EWAS¶
GLINT allows to perform epigenome-wide association study (EWAS) under several different models, as described bellow. All of the different models require using the general arguments desribed below under "General arguments".
Note
The example commands described bellow assume that the user generated GLINT files with covariates file and phenotypes file.
General arguments¶
--ewas
Runs an association test on each site in the data and outputs a results file.
Note
If --ewas is used without additional arguments GLINT will use linear regression as a default.
Note
GLINT can produce plots based on the results file. For more details read about the --plot argument.
Note
Use --out in order to change the default output name.
--pheno
Selects a phenotype to use in the association test.
For example:
python glint.py --datafile datafile.glint --ewas --linreg --pheno y1
will run EWAS using linear regression model with the phenotype y1. The names of the phenotypes are defined by the headers in the datafile.samples.txt file associated with the datafile.glint. For more details see GLINT files.
Note
Use the argument --phenofile in order to provide phenotypes that were not included in the datafile.glint file or in case where a textual version of the data is used rather than a .glint file.
--covar
Selects covariates to use in the association test.
For example:
python glint.py --datafile datafile.glint --ewas --linreg --covar c1 c2 c3
will run EWAS using linear regression model with the covariates c1, c2 and c3. The names of the covariates are defined by the headers in the datafile.samples.txt file associated with the datafile.glint. For more details see GLINT files.
Alternatively, run:
python glint.py --datafile datafile.glint --ewas --linreg --covar
without specifying names of covariates in order to include into the model all of the covariates included in the GLINT file.
Note
Use the argument --covarfile in order to provide covariates that were not included in the datafile.glint file or in case where a textual version of the data is used rather than a .glint file.
--stdth
Excludes sites with standard deviation lower than a specified value for the EWAS analysis. This argument can be used in order to reduce the number of hypotheses by excluding near-constant sites that are not expected to be associated with phenotypes.
For example:
python glint.py --datafile datafile.glint --ewas --linreg --pheno y1 --stdth 0.01
will consider only sites with standard deviation greater than 0.01 in the EWAS analysis.
Linear regression¶
--linreg
Performs EWAS on the data using linear regression model. This is the default model for --ewas.

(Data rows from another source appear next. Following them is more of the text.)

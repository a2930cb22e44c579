//! Simulator configuration documents.
//!
//! A document is JSON with `//` and `/* */` comments. Two top-level
//! fields matter: `simulator.url` (opaque locator of the hosting
//! implementation) and `simulator.modules`, the ordered module list. Each
//! module entry carries an id, a kind-bearing url, and an optional
//! per-kind config object validated by the kind's factory.

use serde::Deserialize;
use serde_json::Value;

use wirewrap_core::core::error::{ConfigError, SimError};
use wirewrap_core::core::module::ModuleSpec;
use wirewrap_core::core::simulator::Simulator;

use crate::registry;

#[derive(Clone, Debug, Deserialize)]
pub struct ModuleEntry {
    pub id: String,
    pub url: String,
    #[serde(default)]
    pub css: Option<Value>,
    #[serde(default)]
    pub config: Option<Value>,
}

#[derive(Clone, Debug, Deserialize)]
pub struct SimulatorConfig {
    pub url: String,
    pub modules: Vec<ModuleEntry>,
}

#[derive(Clone, Debug, Deserialize)]
struct Document {
    simulator: SimulatorConfig,
}

/// Strip `//` and `/* */` comments, string-literal aware.
pub fn strip_comments(text: &str) -> String {
    let mut out = String::with_capacity(text.len());
    let mut chars = text.chars().peekable();
    let mut in_string = false;
    let mut escaped = false;

    while let Some(ch) = chars.next() {
        if in_string {
            out.push(ch);
            if escaped {
                escaped = false;
            } else if ch == '\\' {
                escaped = true;
            } else if ch == '"' {
                in_string = false;
            }
            continue;
        }
        match ch {
            '"' => {
                in_string = true;
                out.push(ch);
            }
            '/' => match chars.peek() {
                Some('/') => {
                    for ch in chars.by_ref() {
                        if ch == '\n' {
                            out.push('\n');
                            break;
                        }
                    }
                }
                Some('*') => {
                    chars.next();
                    let mut prev = '\0';
                    for ch in chars.by_ref() {
                        if prev == '*' && ch == '/' {
                            break;
                        }
                        if ch == '\n' {
                            // Keep line numbers stable for error messages.
                            out.push('\n');
                        }
                        prev = ch;
                    }
                }
                _ => out.push(ch),
            },
            _ => out.push(ch),
        }
    }
    out
}

/// Parse a configuration document.
pub fn parse_document(text: &str) -> Result<SimulatorConfig, ConfigError> {
    let stripped = strip_comments(text);
    let document: Document = serde_json::from_str(&stripped)
        .map_err(|err| ConfigError::Document(err.to_string()))?;
    Ok(document.simulator)
}

/// Resolve every module entry against the registry, in document order.
pub fn module_specs(config: &SimulatorConfig) -> Result<Vec<ModuleSpec>, ConfigError> {
    config
        .modules
        .iter()
        .map(|entry| {
            let name = registry::kind_from_url(&entry.url);
            let kind = registry::find(name)
                .ok_or_else(|| ConfigError::UnknownKind(name.to_string()))?;
            let raw = entry
                .config
                .clone()
                .unwrap_or_else(|| Value::Object(serde_json::Map::new()));
            (kind.create)(&entry.id, raw)
        })
        .collect()
}

/// Build a simulator straight from a document.
pub fn build(text: &str) -> Result<Simulator, SimError> {
    let config = parse_document(text)?;
    let specs = module_specs(&config)?;
    Simulator::build(specs)
}
//! Stop device: a one-byte register programs write to signal completion.
//!
//! Any CPU write raises `stop:finished` (the clock pauses on it) and is
//! acknowledged with memory timing, so the writing instruction still
//! retires cleanly.

use std::cell::RefCell;
use std::rc::Rc;

use serde::Deserialize;

use crate::core::event::Payload;
use crate::core::module::{BuiltModule, EventListener, ModuleDeclaration, ModuleSpec};
use crate::core::simulator::{Channel, CyclePriority};
use crate::device::io_name;
use crate::device::memory::RESULT_SUBCYCLE;

#[derive(Clone, Debug, Default, Deserialize)]
pub struct StopConfig {
    #[serde(default)]
    pub multiplexer: Option<String>,
}

pub struct Stop {
    finished: bool,
    code: u8,
}

impl Stop {
    pub fn spec(id: impl Into<String>, config: StopConfig) -> ModuleSpec {
        ModuleSpec::new(id, move |id, channel| {
            let stop = Rc::new(RefCell::new(Stop {
                finished: false,
                code: 0,
            }));
            let declaration = Self::declaration(&stop, &id, config.multiplexer.as_deref(), &channel);
            Ok(BuiltModule {
                declaration,
                instance: stop,
            })
        })
    }

    pub fn finished(&self) -> bool {
        self.finished
    }

    /// Value of the terminating write.
    pub fn code(&self) -> u8 {
        self.code
    }

    fn declaration(
        stop: &Rc<RefCell<Stop>>,
        id: &str,
        multiplexer: Option<&str>,
        channel: &Channel,
    ) -> ModuleDeclaration {
        let mut declaration = ModuleDeclaration::new();
        let in_group = multiplexer.map(|_| id.to_string());
        let out_group = multiplexer.map(str::to_string);

        let result_name = io_name("memory:write:result", out_group.as_deref());
        declaration.provided = vec!["stop:finished".to_string(), result_name.clone()];

        let stop = Rc::clone(stop);
        let channel = channel.clone();
        let listener: EventListener = Rc::new(move |payload, _ctx| {
            let Payload::Byte { address, data } = payload else {
                return Ok(());
            };
            {
                let mut stop = stop.borrow_mut();
                stop.finished = true;
                stop.code = *data;
            }
            let address = *address;
            let data = *data;
            let channel_inner = channel.clone();
            let name = result_name.clone();
            channel.once_cycle(
                Rc::new(move |_cycle, _subcycle| {
                    channel_inner.emit(&name, Payload::Byte { address, data })
                }),
                CyclePriority::this_cycle(RESULT_SUBCYCLE),
            )?;
            channel.emit("stop:finished", Payload::None)
        });
        declaration
            .optional
            .push((io_name("memory:write", in_group.as_deref()), listener));

        declaration
    }
}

The output file titled results.glint.linreg.txt includes a list of the sites, sorted by their association p-value. The output file format includes the following columns: ID (CpG identifier), chromosome (chromosome number of the site), MAPINFO (position of the site in the genome), p-value, q-value, intercept , V1 (coefficient of the first covariate),..., Vn (coefficient of the last covaraite, beta (the coefficient of the site under test), statistic (the test statistic), UCSC_RefGene_Name (name of the gene that is closest to this site), Relation_to_UCSC_CpG_Island (category)
For example:
python glint.py --datafile datafile.glint --ewas --linreg --pheno y1
will run EWAS using linear regression model.
Logistic regression¶
--logreg
Performs EWAS on the data using logistic regression model. This option requires a binary phenotype (controls are assumed to be coded as '0' and cases as '1').
The output file titled results.glint.logreg.txt includes a list of the sites, sorted by their association p-value. The output file format is indentical to the once described under --linreg.
For example:
python glint.py --datafile datafile.glint --ewas --logreg --pheno y1
will run EWAS using logistic regression model.
Wilcoxon rank-sum test¶
--wilc
Performs EWAS on the data using the non-parameteric Wilcoxon rank-sum text. This option requires a binary phenotype (controls are assumed to be coded as '0' and cases as '1').
The output file titled results.wilc.logreg.txt includes a list of the sites, sorted by their association p-value. The output file format includes the following columns: ID (CpG identifier), chromosome (chromosome number of the site), MAPINFO (position of the site in the genome), p-value, q-value, statistic (the test statistic), UCSC_RefGene_Name (name of the gene that is closest to this site), Relation_to_UCSC_CpG_Island (category)
For example:
python glint.py --datafile datafile.glint --ewas --wilc --pheno y1
will run EWAS using the Wilcoxon rank-sum test.
Linear mixed model (LMM)¶
--lmm
Performs EWAS on the data using linear mixed model (LMM). This is an implementation of the FaST-LMM algorithm by Lippert et al. [1]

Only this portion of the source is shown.